Any time that you are storing data about people there are a number of privacy and security considerations that come with it. Privacy engineering is a growing field in data management that focuses on how to protect attributes of personal data so that the containing datasets can be shared safely. In this episode Gretel co-founder and CTO John Myers explains how they are building tools for data engineers and analysts to incorporate privacy engineering techniques into their workflows and validate the safety of their data against re-identification attacks.

Interview

  • Introduction
  • How did you get involved in the area of data management?

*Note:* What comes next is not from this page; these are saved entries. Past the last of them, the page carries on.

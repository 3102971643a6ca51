//! Deterministic seed derivation for model construction.
//!
//! A master seed is expanded into per-model sub-seeds via BLAKE3 hashing.
//! Because derivation is hash-based (not order-dependent), the same master
//! seed produces the same sub-seed for a given model identifier no matter
//! how many models were constructed before it — there is no ambient
//! process-wide RNG state to perturb.

use rand::rngs::StdRng;
use rand::SeedableRng;

/// Deterministic seed hierarchy.
#[derive(Debug, Clone)]
pub struct SeedHierarchy {
    master_seed: u64,
}

impl SeedHierarchy {
    pub fn new(master_seed: u64) -> Self {
        Self { master_seed }
    }

    pub fn master_seed(&self) -> u64 {
        self.master_seed
    }

    /// Derive the deterministic sub-seed for a model identifier.
    pub fn sub_seed(&self, model_name: &str) -> u64 {
        let mut hasher = blake3::Hasher::new();
        hasher.update(&self.master_seed.to_le_bytes());
        hasher.update(model_name.as_bytes());
        let hash = hasher.finalize();
        u64::from_le_bytes(hash.as_bytes()[..8].try_into().unwrap())
    }

    /// Create a seeded StdRng for a model identifier.
    pub fn rng_for(&self, model_name: &str) -> StdRng {
        StdRng::seed_from_u64(self.sub_seed(model_name))
    }
}

#[cfg(test)]
mod tests {
    use super::*;

    #[test]
    fn sub_seeds_are_deterministic() {
        let seeds = SeedHierarchy::new(42);
        assert_eq!(seeds.sub_seed("arima"), seeds.sub_seed("arima"));
    }

    #[test]
    fn different_models_different_seeds() {
        let seeds = SeedHierarchy::new(42);
        assert_ne!(seeds.sub_seed("arima"), seeds.sub_seed("naive"));
    }

    #[test]
    fn different_master_seeds_different_output() {
        assert_ne!(
            SeedHierarchy::new(42).sub_seed("arima"),
            SeedHierarchy::new(43).sub_seed("arima")
        );
    }

    #[test]
    fn derivation_is_order_independent() {
        let a = SeedHierarchy::new(7);
        let first_then_second = (a.sub_seed("arima"), a.sub_seed("naive"));

        let b = SeedHierarchy::new(7);
        let second_then_first = (b.sub_seed("naive"), b.sub_seed("arima"));

        assert_eq!(first_then_second.0, second_then_first.1);
        assert_eq!(first_then_second.1, second_then_first.0);
    }
}
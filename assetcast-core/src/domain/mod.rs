//! Domain types: canonical price records, resample frequencies, predictions.

pub mod frequency;
pub mod prediction;
pub mod record;

pub use frequency::{Frequency, FrequencyParseError};
pub use prediction::Prediction;
pub use record::{PriceRecord, CANONICAL_COLUMNS};
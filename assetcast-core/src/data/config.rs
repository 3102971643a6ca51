//! Upstream API configuration: base URLs and API keys.

use serde::{Deserialize, Serialize};
use std::path::Path;
use thiserror::Error;

/// Base URLs and credentials for the upstream providers.
///
/// Defaults carry the public endpoints; keys come from the
/// `ALPHAVANTAGE_API_KEY` / `TIINGO_API_KEY` environment variables or a TOML
/// override file.
#[derive(Debug, Clone, Serialize, Deserialize)]
#[serde(default)]
pub struct ApiConfig {
    pub coingecko_base: String,
    pub alphavantage_base: String,
    pub tiingo_base: String,
    pub alphavantage_key: String,
    pub tiingo_key: String,
}

impl Default for ApiConfig {
    fn default() -> Self {
        Self {
            coingecko_base: "https://api.coingecko.com/api/v3".into(),
            alphavantage_base: "https://www.alphavantage.co/query".into(),
            tiingo_base: "https://api.tiingo.com".into(),
            alphavantage_key: String::new(),
            tiingo_key: String::new(),
        }
    }
}

impl ApiConfig {
    /// Defaults plus API keys from the environment.
    pub fn from_env() -> Self {
        let mut config = Self::default();
        if let Ok(key) = std::env::var("ALPHAVANTAGE_API_KEY") {
            config.alphavantage_key = key;
        }
        if let Ok(key) = std::env::var("TIINGO_API_KEY") {
            config.tiingo_key = key;
        }
        config
    }

    /// Load from a TOML file. Absent fields fall back to defaults.
    pub fn from_toml(path: &Path) -> Result<Self, ConfigError> {
        let content = std::fs::read_to_string(path).map_err(|source| ConfigError::Read {
            path: path.display().to_string(),
            source,
        })?;
        Ok(toml::from_str(&content)?)
    }
}

#[derive(Debug, Error)]
pub enum ConfigError {
    #[error("failed to read config file {path}: {source}")]
    Read {
        path: String,
        source: std::io::Error,
    },

    #[error("failed to parse config file: {0}")]
    Parse(#[from] toml::de::Error),
}
//! Persistent model state: one JSON artifact per model under the models dir.
//!
//! Layout: `{models_dir}/{model_name}/model.json`
//!
//! State is written atomically (write to .tmp, rename into place) and
//! wrapped in an envelope tagged with the owning model identifier. Restore
//! rejects state belonging to a different variant — a structurally
//! inconsistent artifact is an error, never silently accepted.

use super::ModelError;
use serde::de::DeserializeOwned;
use serde::{Deserialize, Serialize};
use std::fs;
use std::path::{Path, PathBuf};

#[derive(Debug, Serialize, Deserialize)]
struct Envelope<T> {
    model: String,
    state: T,
}

/// Key→artifact store for fitted model state.
#[derive(Debug, Clone)]
pub struct ModelStore {
    models_dir: PathBuf,
}

impl ModelStore {
    pub fn new(models_dir: impl Into<PathBuf>) -> Self {
        Self {
            models_dir: models_dir.into(),
        }
    }

    pub fn models_dir(&self) -> &Path {
        &self.models_dir
    }

    fn artifact_path(&self, model_name: &str) -> PathBuf {
        self.models_dir.join(model_name).join("model.json")
    }

    /// True when a persisted artifact exists for the model.
    pub fn exists(&self, model_name: &str) -> bool {
        self.artifact_path(model_name).exists()
    }

    /// Persist state for a model, atomically.
    pub fn save<T: Serialize>(&self, model_name: &str, state: &T) -> Result<(), ModelError> {
        let path = self.artifact_path(model_name);
        let dir = path.parent().expect("artifact path has a parent");
        fs::create_dir_all(dir).map_err(|e| ModelError::Persist(format!("create dir: {e}")))?;

        let envelope = Envelope {
            model: model_name.to_string(),
            state,
        };
        let json = serde_json::to_string_pretty(&envelope)
            .map_err(|e| ModelError::Persist(format!("serialize state: {e}")))?;

        let tmp_path = path.with_extension("json.tmp");
        fs::write(&tmp_path, json)
            .map_err(|e| ModelError::Persist(format!("write {}: {e}", tmp_path.display())))?;
        fs::rename(&tmp_path, &path).map_err(|e| {
            let _ = fs::remove_file(&tmp_path);
            ModelError::Persist(format!("atomic rename failed: {e}"))
        })?;
        Ok(())
    }

    /// Restore state for a model, checking the envelope tag.
    pub fn load<T: DeserializeOwned>(&self, model_name: &str) -> Result<T, ModelError> {
        let path = self.artifact_path(model_name);
        let content = fs::read_to_string(&path)
            .map_err(|e| ModelError::Restore(format!("read {}: {e}", path.display())))?;
        let envelope: Envelope<T> = serde_json::from_str(&content)
            .map_err(|e| ModelError::Restore(format!("parse {}: {e}", path.display())))?;
        if envelope.model != model_name {
            return Err(ModelError::ModelClassMismatch {
                expected: model_name.to_string(),
                found: envelope.model,
            });
        }
        Ok(envelope.state)
    }
}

  • Can you describe what Gretel is and the story behind it?
  • How do you define "privacy engineering"?
  • In an organization or data team, who is typically responsible for privacy engineering?
  • How would you characterize the current state of the art and adoption for privacy engineering?
  • Who are the target users of Gretel and how does that inform the features and design of the product?
  • What are the stages of the data lifecycle where Gretel is used?
  • Can you describe a typical workflow for integrating Gretel into data pipelines for business analytics or ML model training?
  • How is the Gretel platform implemented?
  • How have the design and goals of the system changed or evolved since you started working on it?
  • What are some of the nuances of synthetic data generation or masking that data engineers/data analysts need to be aware of as they start using Gretel?
  • What are the most interesting, innovative, or unexpected ways that you have seen Gretel used?
  • What are the most interesting, unexpected, or challenging lessons that you have learned while working on Gretel?
  • When is Gretel the wrong choice?
  • What do you have planned for the future of Gretel?